Rindo de modo meio abobado, falou o general, convertido em soldado raso de uma patuscada:
"Senhores, é simples assim: um manda e o outro obedece".
Bolsonaro deu, então, um sorriso que o psicanalista austríaco Wilhelm Reich definiria como "orgástico". Acontecia ali um momento mágico. O prosélito marginal que se impôs sobre os escombros do sistema político, destruído pela Lava Jato, sentia um oficial de alta patente lamber as botas do soldado indisciplinado, que foi expelido do Exército.
E se Reich entra na parada, não poderia faltar, claro, uma certa palpitação erótica — no caso, de caserna. O general ainda acrescentou: "Mas a gente tem um carinho, entende? Dá pra desenrolar".

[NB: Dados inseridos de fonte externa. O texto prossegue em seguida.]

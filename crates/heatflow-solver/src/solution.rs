use std::fmt;

/// The result of solving an LP problem
#[cfg_attr(feature = "serde", derive(serde::Serialize, serde::Deserialize))]
#[derive(Debug, Clone, PartialEq)]
pub struct Solution {
    /// Solution status
    pub status: SolutionStatus,
    /// Primal value for each variable (empty unless optimal)
    pub values: Vec<f64>,
    /// Optimal objective value
    pub objective_value: f64,
    /// Pivots (or engine iterations) spent
    pub iterations: usize,
}

#[cfg_attr(feature = "serde", derive(serde::Serialize, serde::Deserialize))]
#[derive(Debug, Clone, Copy, PartialEq, Eq)]
pub enum SolutionStatus {
    /// An optimal solution was found
    Optimal,
    /// The problem is infeasible (no solution exists)
    Infeasible,
    /// The problem is unbounded
    Unbounded,
    /// Solver encountered an error
    Error,
}

impl fmt::Display for SolutionStatus {
    fn fmt(&self, f: &mut fmt::Formatter<'_>) -> fmt::Result {
        let s = match self {
            SolutionStatus::Optimal => "optimal",
            SolutionStatus::Infeasible => "infeasible",
            SolutionStatus::Unbounded => "unbounded",
            SolutionStatus::Error => "error",
        };
        f.write_str(s)
    }
}

impl Solution {
    pub fn optimal(values: Vec<f64>, objective_value: f64, iterations: usize) -> Self {
        Self {
            status: SolutionStatus::Optimal,
            values,
            objective_value,
            iterations,
        }
    }

    pub fn infeasible() -> Self {
        Self::without_values(SolutionStatus::Infeasible, f64::INFINITY)
    }

    pub fn unbounded() -> Self {
        Self::without_values(SolutionStatus::Unbounded, f64::NEG_INFINITY)
    }

    pub fn error() -> Self {
        Self::without_values(SolutionStatus::Error, f64::NAN)
    }

    fn without_values(status: SolutionStatus, objective_value: f64) -> Self {
        Self {
            status,
            values: Vec::new(),
            objective_value,
            iterations: 0,
        }
    }

    pub fn with_iterations(mut self, iterations: usize) -> Self {
        self.iterations = iterations;
        self
    }

    pub fn is_optimal(&self) -> bool {
        self.status == SolutionStatus::Optimal
    }
}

O capitão reformado, então, fez uma de suas piadas prediletas: simular relação homoerótica com aqueles que submete ao vexame ou que julga ter conquistado com o que imagina ser seu charme: "Opa! Está pintando um clima aqui".
E depois vieram os elogios ao aviltado, o que também é comum em situações assim. Afirmou que Pazuello foi "um dos melhores ministros da Saúde que tivemos", o que, nem é preciso muito esforço para constatar, é amplamente desmentido pelos fatos. Nem um bom ministro nem um bom general suportariam a desmoralização pública a que Pazuello respondeu com um sorriso subserviente.
Políticos de oposição, governadores de Estado, estudiosos da saúde, juristas, cidadãos em geral: convém que todos fiquemos atentos. Há sinais de que será preciso apelar ao tribunal constitucional — ao STF — para que os brasileiros de São Paulo ao menos tenham o direito à vacina.
Com a ajuda das Forças Armadas, Bolsonaro decidiu adorar o Deus de Trump, e a saúde da população virou moeda de troca. E lá estava, servil e sorridente, o general Macunaíma.